O wiele trafniejszym przykładem byłby Nile. Techniczne, czasami patetyczne granie z wyraźnie zaznaczonym elementem, nazwijmy to, folkloru egipskiego śmiało wykorzystującego inwokacje, chory, trąby i inne instrumentarium. Tak rozumiem rozmach ponieważ w ich twórczości występuje mnogość dźwięków i nie ma znaczenia czy są one z komputera czy z orkiestry, bo końcowy efekt odzialowuiacy na słuchacza jest ten sam.
Nie chcę się ciągle przypierdalać, lubię Nile, ale do ich "rozmachu" też mógłbym zgłosić różne uwagi. Mniejsza o to.
CoF czy Dimmu oczywiście nie posadzisz o technicznie granie, bo wywodza się z innego pnia muzycznego w heavy metal, ale już wykorzystanie innych dźwięków w celu ubogacenia klasycznego zestawu gitara, bas perkusja już tak.

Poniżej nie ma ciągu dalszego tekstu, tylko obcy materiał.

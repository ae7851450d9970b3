//! The polling-loop glue: samples the status source, runs the four edge
//! detectors in fixed order, and writes composed entries into the
//! script document.
//!
//! Single-threaded and cooperative: edge-triggered, interval and manual
//! logs all funnel through the same serialized compose path, so at most
//! one log composition is in flight at a time.

use std::path::PathBuf;
use std::sync::Arc;
use std::time::Instant;

use poslog_traits::{Clock, MachineStatusSource, MonotonicClock, ScriptStore};

use crate::compose::compose;
use crate::edge::{
    evaluate_analog, evaluate_digital, AnalogChannelCfg, DigitalChannelCfg, EdgeState,
};
use crate::error::LogError;
use crate::script::ScriptDocument;
use crate::{Axis, AxisSample, LogEntry, MoveSpec, PositionMode};

/// Everything the controller needs to turn a snapshot into a line.
#[derive(Debug, Clone)]
pub struct ControllerCfg {
    pub axes: Vec<Axis>,
    pub mode: PositionMode,
    pub precision: usize,
    pub comment: String,
    /// `None` selects simple coordinate/comment lines.
    pub move_spec: Option<MoveSpec>,
    pub digital_in: DigitalChannelCfg,
    pub digital_out: DigitalChannelCfg,
    pub analog_in: AnalogChannelCfg,
    pub analog_out: AnalogChannelCfg,
    /// Interval recorder period; fires only while recording is active.
    pub interval_ms: u64,
    /// Save through the script store after every successful log.
    pub autosave: bool,
    pub script_path: Option<PathBuf>,
}

/// What caused a logged line within a tick. Operator-triggered logs go
/// through `manual_log`, which hands the entry straight back instead of
/// reporting.
#[derive(Debug, Clone, Copy, PartialEq, Eq)]
pub enum Trigger {
    DigitalIn,
    DigitalOut,
    AnalogIn,
    AnalogOut,
    Interval,
}

impl Trigger {
    pub fn name(self) -> &'static str {
        match self {
            Trigger::DigitalIn => "digital-in",
            Trigger::DigitalOut => "digital-out",
            Trigger::AnalogIn => "analog-in",
            Trigger::AnalogOut => "analog-out",
            Trigger::Interval => "interval",
        }
    }
}

/// Outcome of one tick: which triggers logged a line, and the
/// recoverable errors surfaced to the operator. Errors never stop the
/// loop.
#[derive(Debug, Default)]
pub struct TickReport {
    pub logged: Vec<(Trigger, LogEntry)>,
    pub errors: Vec<(Trigger, LogError)>,
}

/// Orchestrates edge detection and composition against one status
/// source. Edge latches live here for the whole session and are passed
/// to the detectors by value; a latch is committed only when the log it
/// fired actually succeeded, so a failed attempt re-arms the channel.
pub struct LoggingController<S: MachineStatusSource> {
    source: S,
    cfg: ControllerCfg,
    doc: ScriptDocument,
    store: Option<Box<dyn ScriptStore>>,
    clock: Arc<dyn Clock + Send + Sync>,
    epoch: Instant,
    din_state: EdgeState,
    dout_state: EdgeState,
    ain_state: EdgeState,
    aout_state: EdgeState,
    last_position: Option<[f64; 2]>,
    recording: bool,
    last_interval_ms: u64,
}

impl<S: MachineStatusSource> LoggingController<S> {
    pub fn new(source: S, cfg: ControllerCfg) -> Self {
        let clock: Arc<dyn Clock + Send + Sync> = Arc::new(MonotonicClock::new());
        let epoch = clock.now();
        Self {
            source,
            cfg,
            doc: ScriptDocument::new(),
            store: None,
            clock,
            epoch,
            din_state: EdgeState::default(),
            dout_state: EdgeState::default(),
            ain_state: EdgeState::default(),
            aout_state: EdgeState::default(),
            last_position: None,
            recording: false,
            last_interval_ms: 0,
        }
    }

    /// Attach a script store for open/save and autosave.
    pub fn with_store(mut self, store: Box<dyn ScriptStore>) -> Self {
        self.store = Some(store);
        self
    }

    /// Provide a custom clock; defaults to MonotonicClock.
    pub fn with_clock(mut self, clock: Box<dyn Clock + Send + Sync>) -> Self {
        self.clock = Arc::from(clock);
        self.epoch = self.clock.now();
        self
    }

    /// Start from an existing document (e.g. a loaded script).
    pub fn with_document(mut self, doc: ScriptDocument) -> Self {
        self.doc = doc;
        self
    }

    pub fn document(&self) -> &ScriptDocument {
        &self.doc
    }

    pub fn document_mut(&mut self) -> &mut ScriptDocument {
        &mut self.doc
    }

    /// Switch the move type mid-session, e.g. from linear to arc once a
    /// start point has been logged.
    pub fn set_move_spec(&mut self, spec: Option<MoveSpec>) {
        self.cfg.move_spec = spec;
    }

    pub fn last_position(&self) -> Option<[f64; 2]> {
        self.last_position
    }

    pub fn is_recording(&self) -> bool {
        self.recording
    }

    /// Arm the interval recorder. Edge triggers are unaffected.
    pub fn start_recording(&mut self) {
        self.recording = true;
        self.last_interval_ms = self.clock.ms_since(self.epoch);
    }

    /// Stop the interval recorder only; latched edges stay as they are.
    pub fn stop_recording(&mut self) {
        self.recording = false;
    }

    /// One poll of the status source: evaluate digital-in, digital-out,
    /// analog-in, analog-out in that fixed order, log for every fired
    /// channel, then run the interval recorder. Fails only when the
    /// source itself does; all log-level errors are reported in the
    /// returned `TickReport`.
    pub fn tick(&mut self) -> Result<TickReport, LogError> {
        let snap = self
            .source
            .poll()
            .map_err(|e| LogError::Status(e.to_string()))?;
        let sample = AxisSample::from_snapshot(&snap, &self.cfg.axes, self.cfg.mode);
        let mut report = TickReport::default();

        let din = snap
            .digital_in
            .get(self.cfg.digital_in.index)
            .copied()
            .unwrap_or(false);
        let (fire, next) = evaluate_digital(din, &self.cfg.digital_in, self.din_state);
        self.din_state = self.commit(fire, next, self.din_state, Trigger::DigitalIn, &sample, &mut report);

        let dout = snap
            .digital_out
            .get(self.cfg.digital_out.index)
            .copied()
            .unwrap_or(false);
        let (fire, next) = evaluate_digital(dout, &self.cfg.digital_out, self.dout_state);
        self.dout_state =
            self.commit(fire, next, self.dout_state, Trigger::DigitalOut, &sample, &mut report);

        let ain = snap
            .analog_in
            .get(self.cfg.analog_in.index)
            .copied()
            .unwrap_or(0.0);
        match evaluate_analog(ain, &self.cfg.analog_in, self.ain_state) {
            Ok((fire, next)) => {
                self.ain_state =
                    self.commit(fire, next, self.ain_state, Trigger::AnalogIn, &sample, &mut report);
            }
            // A disabled channel can never fire, so its misconfiguration
            // is not worth nagging about every tick.
            Err(e) => {
                if self.cfg.analog_in.enabled {
                    report.errors.push((Trigger::AnalogIn, e));
                }
            }
        }

        let aout = snap
            .analog_out
            .get(self.cfg.analog_out.index)
            .copied()
            .unwrap_or(0.0);
        match evaluate_analog(aout, &self.cfg.analog_out, self.aout_state) {
            Ok((fire, next)) => {
                self.aout_state =
                    self.commit(fire, next, self.aout_state, Trigger::AnalogOut, &sample, &mut report);
            }
            Err(e) => {
                if self.cfg.analog_out.enabled {
                    report.errors.push((Trigger::AnalogOut, e));
                }
            }
        }

        if self.recording && self.cfg.interval_ms > 0 {
            let now = self.clock.ms_since(self.epoch);
            if now.saturating_sub(self.last_interval_ms) >= self.cfg.interval_ms {
                match self.log_sample(&sample) {
                    Ok(entry) => {
                        self.last_interval_ms = now;
                        report.logged.push((Trigger::Interval, entry));
                    }
                    Err(e) => report.errors.push((Trigger::Interval, e)),
                }
            }
        }

        Ok(report)
    }

    /// Operator-triggered log: polls once and runs the same compose
    /// path as the edge triggers.
    pub fn manual_log(&mut self) -> Result<LogEntry, LogError> {
        let snap = self
            .source
            .poll()
            .map_err(|e| LogError::Status(e.to_string()))?;
        let sample = AxisSample::from_snapshot(&snap, &self.cfg.axes, self.cfg.mode);
        self.log_sample(&sample)
    }

    /// Load the script document from the store.
    pub fn open_script(&mut self, path: &std::path::Path) -> Result<(), LogError> {
        let store = self
            .store
            .as_mut()
            .ok_or_else(|| LogError::Store("no script store attached".into()))?;
        let text = store.open(path).map_err(|e| LogError::Store(e.to_string()))?;
        self.doc = ScriptDocument::load(&text);
        Ok(())
    }

    /// Save the script document through the store.
    pub fn save_script(&mut self, path: &std::path::Path) -> Result<(), LogError> {
        let text = self.doc.serialize();
        let store = self
            .store
            .as_mut()
            .ok_or_else(|| LogError::Store("no script store attached".into()))?;
        store
            .save(path, &text)
            .map_err(|e| LogError::Store(e.to_string()))
    }

    /// Commit the detector's next state. When the channel fired, the
    /// latch advances only if the log attempt succeeded; otherwise the
    /// old state stands and the condition can fire again later.
    fn commit(
        &mut self,
        fire: bool,
        next: EdgeState,
        prev: EdgeState,
        trigger: Trigger,
        sample: &AxisSample,
        report: &mut TickReport,
    ) -> EdgeState {
        if !fire {
            return next;
        }
        match self.log_sample(sample) {
            Ok(entry) => {
                report.logged.push((trigger, entry));
                next
            }
            Err(e) => {
                tracing::warn!(trigger = trigger.name(), error = %e, "log attempt failed");
                report.errors.push((trigger, e));
                prev
            }
        }
    }

    /// The single serialized log path: compose, write into the document
    /// (cursor replace or append), record the arc start point, autosave.
    fn log_sample(&mut self, sample: &AxisSample) -> Result<LogEntry, LogError> {
        let entry = compose(
            sample,
            self.cfg.move_spec.as_ref(),
            self.last_position,
            &self.cfg.comment,
            self.cfg.precision,
        )?;
        self.doc.write(entry.clone());
        self.last_position = sample.planar_position();
        if self.cfg.autosave {
            if let (Some(path), Some(store)) = (self.cfg.script_path.clone(), self.store.as_mut()) {
                let text = self.doc.serialize();
                if let Err(e) = store.save(&path, &text) {
                    // The entry is already in the document; a failed
                    // autosave must not undo the log.
                    tracing::warn!(path = %path.display(), error = %e, "autosave failed");
                }
            }
        }
        Ok(entry)
    }
}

Nie chodzi o technikę. Po prostu, obie te kapele grają prostą muzykę. Dodanie klawiszy do tych riffów, czy wynajęcie kilku zawodowych muzykantów wg mnie wciąż niewiele do tej nuty wnosi. Goście piłują na zmianę E i F i dołącza do nich kolejny, który gra to samo razem z nimi - dla mnie to nie jest rozmach. Tak jak w designie, w muzyce forma powinna wynikać z funkcji, wprowadzenie instrumentu by nic nie wnosił jest kiczowate. Trudniej jest zaaranżować sensowną muzykę na kwartet smyczkowy, niż zaprosić dwunastu oboistów by razem z jakimś Sileniozem odpalali jakiś dźwięk.
I ten obszar ekstremalnej muzyki zagospodarował również Behemoth. Czasem gra techniczne, czasem prosto, ale do klasycznego zestawu umiejętnie domontowal cały wagon ozdobników i stworzył spójną całość.
Zupełnie inaczej odbieram te kapelę, ale chyba nie ma sensu polemizować.